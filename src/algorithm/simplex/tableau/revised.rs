//! # Revised tableau
//!
//! Values are stored column by column. A column that is a unit vector, which is the case for every
//! basic column, is not stored at all; only the row of its `1` is kept. Pivoting therefore never
//! touches the basic columns and memory of columns entering the basis is released.
use itertools::Itertools;

use crate::algorithm::simplex::tableau::Tableau;
use crate::data::number_types::traits::{Field, FieldRef};

/// A single tableau column.
#[derive(Clone, Debug, PartialEq)]
enum Column<F> {
    /// All values are zero. Newly activated columns start out this way.
    Zero,
    /// The unit vector with its `1` in the given row.
    Identity(usize),
    /// Any other column, one value per row.
    Values(Vec<F>),
}

impl<F: Field> Column<F> {
    fn from_values(values: Vec<F>) -> Self {
        let nonzero = values.iter().positions(|value| !value.is_zero()).collect::<Vec<_>>();
        match nonzero.as_slice() {
            [] => Column::Zero,
            [row] if values[*row].is_one() => Column::Identity(*row),
            _ => Column::Values(values),
        }
    }
}

/// Column major storage with symbolic unit columns.
#[derive(Clone, Debug, PartialEq)]
pub struct Revised<F> {
    columns: Vec<Column<F>>,
    nr_rows: usize,
}

impl<F> Revised<F>
where
    F: Field,
    for<'r> &'r F: FieldRef<F>,
{
    /// Store all values of a column explicitly, such that any of them can be written.
    fn materialize(&mut self, column: usize) {
        let values = match &self.columns[column] {
            Column::Values(_) => return,
            Column::Zero => vec![F::zero(); self.nr_rows],
            &Column::Identity(row) => {
                let mut values = vec![F::zero(); self.nr_rows];
                values[row] = F::one();
                values
            },
        };

        self.columns[column] = Column::Values(values);
    }

    /// Whether the column is stored symbolically as the unit vector of the row.
    fn is_identity_at(&self, column: usize, row: usize) -> bool {
        matches!(self.columns[column], Column::Identity(one) if one == row)
    }
}

impl<F> Tableau for Revised<F>
where
    F: Field,
    for<'r> &'r F: FieldRef<F>,
{
    type F = F;

    fn new(rows: Vec<Vec<F>>, reserve: usize) -> Self {
        debug_assert!(!rows.is_empty());
        let nr_rows = rows.len();
        let nr_columns = rows[0].len();
        debug_assert!(rows.iter().all(|row| row.len() == nr_columns));

        let mut transposed = (0..nr_columns)
            .map(|_| Vec::with_capacity(nr_rows))
            .collect::<Vec<_>>();
        for row in rows {
            for (column, value) in transposed.iter_mut().zip(row) {
                column.push(value);
            }
        }

        let mut columns = Vec::with_capacity(nr_columns + reserve);
        columns.extend(transposed.into_iter().map(Column::from_values));

        Self { columns, nr_rows }
    }

    fn nr_rows(&self) -> usize {
        self.nr_rows
    }

    fn nr_columns(&self) -> usize {
        self.columns.len()
    }

    fn get(&self, row: usize, column: usize) -> F {
        debug_assert!(row < self.nr_rows);

        match &self.columns[column] {
            Column::Zero => F::zero(),
            &Column::Identity(one) => if one == row { F::one() } else { F::zero() },
            Column::Values(values) => values[row].clone(),
        }
    }

    fn set(&mut self, row: usize, column: usize, value: F) {
        debug_assert!(row < self.nr_rows);

        match &self.columns[column] {
            Column::Zero if value.is_zero() => return,
            Column::Zero if value.is_one() => {
                self.columns[column] = Column::Identity(row);
                return;
            },
            &Column::Identity(one) if (one == row && value.is_one()) || (one != row && value.is_zero()) => return,
            _ => {},
        }

        self.materialize(column);
        if let Column::Values(values) = &mut self.columns[column] {
            values[row] = value;
        }
    }

    fn gaussian_pivot(&mut self, row: usize, column: usize) {
        debug_assert!(row < self.nr_rows);
        debug_assert!(column < self.nr_columns());

        let pivot = self.get(row, column);
        if pivot.is_zero() {
            return;
        }

        // The column that was basic in the pivot row stops being a unit vector
        for j in 0..self.columns.len() {
            if j != column && self.is_identity_at(j, row) {
                self.materialize(j);
            }
        }

        let pivot_column = (0..self.nr_rows).map(|i| self.get(i, column)).collect::<Vec<_>>();
        let normalize = !pivot.is_one();
        for (j, entry) in self.columns.iter_mut().enumerate() {
            if j == column {
                continue;
            }
            // Zero columns and the other unit columns have a zero in the pivot row
            let Column::Values(values) = entry else { continue };
            if values[row].is_zero() {
                continue;
            }

            if normalize {
                values[row] = &values[row] / &pivot;
            }
            let pivot_row_value = values[row].clone();
            for (i, value) in values.iter_mut().enumerate() {
                let factor = &pivot_column[i];
                if i == row || factor.is_zero() {
                    continue;
                }
                *value = (&*value - &(factor * &pivot_row_value)).or_zero_if_undefined();
            }
        }

        self.columns[column] = Column::Identity(row);
    }

    fn negate_row(&mut self, row: usize) {
        for j in 0..self.columns.len() {
            if self.is_identity_at(j, row) {
                self.materialize(j);
            }
            if let Column::Values(values) = &mut self.columns[j] {
                values[row] = -&values[row];
            }
        }
    }

    fn remove_row(&mut self, row: usize) {
        debug_assert!(row > 0, "the cost row can't be removed");

        for entry in &mut self.columns {
            let replacement = match entry {
                Column::Identity(one) if *one == row => Some(Column::Zero),
                Column::Identity(one) => {
                    if *one > row {
                        *one -= 1;
                    }
                    None
                },
                Column::Values(values) => {
                    values.remove(row);
                    None
                },
                Column::Zero => None,
            };
            if let Some(replacement) = replacement {
                *entry = replacement;
            }
        }
        self.nr_rows -= 1;
    }

    fn increase_columns(&mut self) -> usize {
        self.columns.push(Column::Zero);
        self.columns.len() - 1
    }

    fn truncate_columns(&mut self, nr_columns: usize) {
        debug_assert!(nr_columns <= self.columns.len());

        self.columns.truncate(nr_columns);
    }
}

#[cfg(test)]
mod test {
    use crate::algorithm::simplex::tableau::dense::Dense;
    use crate::algorithm::simplex::tableau::revised::{Column, Revised};
    use crate::algorithm::simplex::tableau::Tableau;
    use crate::algorithm::simplex::tableau::test::{from_test_data, to_test_data};

    const ROWS: [&[f64]; 4] = [
        &[5_f64, 4_f64, 6_f64, 0_f64, 0_f64],
        &[1_f64, 1_f64, 1_f64, 1_f64, 60_f64],
        &[1_f64, 0.5, 0_f64, 0_f64, 32_f64],
        &[3_f64, 0_f64, 1_f64, 0_f64, 43_f64],
    ];

    #[test]
    fn unit_columns_are_symbolic() {
        let mut tableau = from_test_data::<Revised<f64>>(&ROWS, 1);
        assert_eq!(tableau.columns[3], Column::Identity(1));
        assert!(matches!(tableau.columns[0], Column::Values(_)));

        tableau.gaussian_pivot(3, 0);
        assert_eq!(tableau.columns[0], Column::Identity(3));
        assert_eq!(tableau.columns[3], Column::Identity(1));

        // The leaving column is stored again
        tableau.gaussian_pivot(1, 2);
        assert!(matches!(tableau.columns[3], Column::Values(_)));
        assert_eq!(tableau.columns[2], Column::Identity(1));
    }

    #[test]
    fn consistent_writes_keep_columns_symbolic() {
        let mut tableau = from_test_data::<Revised<f64>>(&ROWS, 1);
        let column = tableau.increase_columns();
        assert_eq!(tableau.columns[column], Column::Zero);
        tableau.set(0, column, 0_f64);
        assert_eq!(tableau.columns[column], Column::Zero);
        tableau.set(2, column, 1_f64);
        assert_eq!(tableau.columns[column], Column::Identity(2));
        tableau.set(3, column, 0_f64);
        assert_eq!(tableau.columns[column], Column::Identity(2));

        tableau.set(3, column, 2_f64);
        assert!(matches!(tableau.columns[column], Column::Values(_)));
        assert_eq!(tableau.get(2, column), 1_f64);
        assert_eq!(tableau.get(3, column), 2_f64);
    }

    #[test]
    fn removing_the_row_of_a_unit_column() {
        let mut tableau = from_test_data::<Revised<f64>>(&ROWS, 1);
        tableau.remove_row(1);
        assert_eq!(tableau.nr_rows(), 3);
        assert_eq!(tableau.columns[3], Column::Zero);

        let column = tableau.increase_columns();
        tableau.set(2, column, 1_f64);
        tableau.remove_row(1);
        assert_eq!(tableau.columns[column], Column::Identity(1));
        assert_eq!(tableau.nr_rows(), 2);
    }

    #[test]
    fn same_values_as_dense() {
        let mut revised = from_test_data::<Revised<f64>>(&ROWS, 0);
        let mut dense = from_test_data::<Dense<f64>>(&ROWS, 0);
        for (row, column) in [(3, 0), (2, 1), (1, 2), (2, 3), (3, 1)] {
            revised.gaussian_pivot(row, column);
            dense.gaussian_pivot(row, column);
            assert_eq!(to_test_data(&revised), to_test_data(&dense));
        }
        revised.negate_row(2);
        dense.negate_row(2);
        assert_eq!(to_test_data(&revised), to_test_data(&dense));
    }
}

========================================================================

Work to complete: Your answer should consist of the lines from the line with "assert!(matches!(tableau.columns[0], Column::Values(_)));" to the line with "assert_eq!(tableau.columns[column], Column::Identity(1));" above, repeated exactly, both ends included.

Reply:
        assert!(matches!(tableau.columns[0], Column::Values(_)));

        tableau.gaussian_pivot(3, 0);
        assert_eq!(tableau.columns[0], Column::Identity(3));
        assert_eq!(tableau.columns[3], Column::Identity(1));

        // The leaving column is stored again
        tableau.gaussian_pivot(1, 2);
        assert!(matches!(tableau.columns[3], Column::Values(_)));
        assert_eq!(tableau.columns[2], Column::Identity(1));
    }

    #[test]
    fn consistent_writes_keep_columns_symbolic() {
        let mut tableau = from_test_data::<Revised<f64>>(&ROWS, 1);
        let column = tableau.increase_columns();
        assert_eq!(tableau.columns[column], Column::Zero);
        tableau.set(0, column, 0_f64);
        assert_eq!(tableau.columns[column], Column::Zero);
        tableau.set(2, column, 1_f64);
        assert_eq!(tableau.columns[column], Column::Identity(2));
        tableau.set(3, column, 0_f64);
        assert_eq!(tableau.columns[column], Column::Identity(2));

        tableau.set(3, column, 2_f64);
        assert!(matches!(tableau.columns[column], Column::Values(_)));
        assert_eq!(tableau.get(2, column), 1_f64);
        assert_eq!(tableau.get(3, column), 2_f64);
    }

    #[test]
    fn removing_the_row_of_a_unit_column() {
        let mut tableau = from_test_data::<Revised<f64>>(&ROWS, 1);
        tableau.remove_row(1);
        assert_eq!(tableau.nr_rows(), 3);
        assert_eq!(tableau.columns[3], Column::Zero);

        let column = tableau.increase_columns();
        tableau.set(2, column, 1_f64);
        tableau.remove_row(1);
        assert_eq!(tableau.columns[column], Column::Identity(1));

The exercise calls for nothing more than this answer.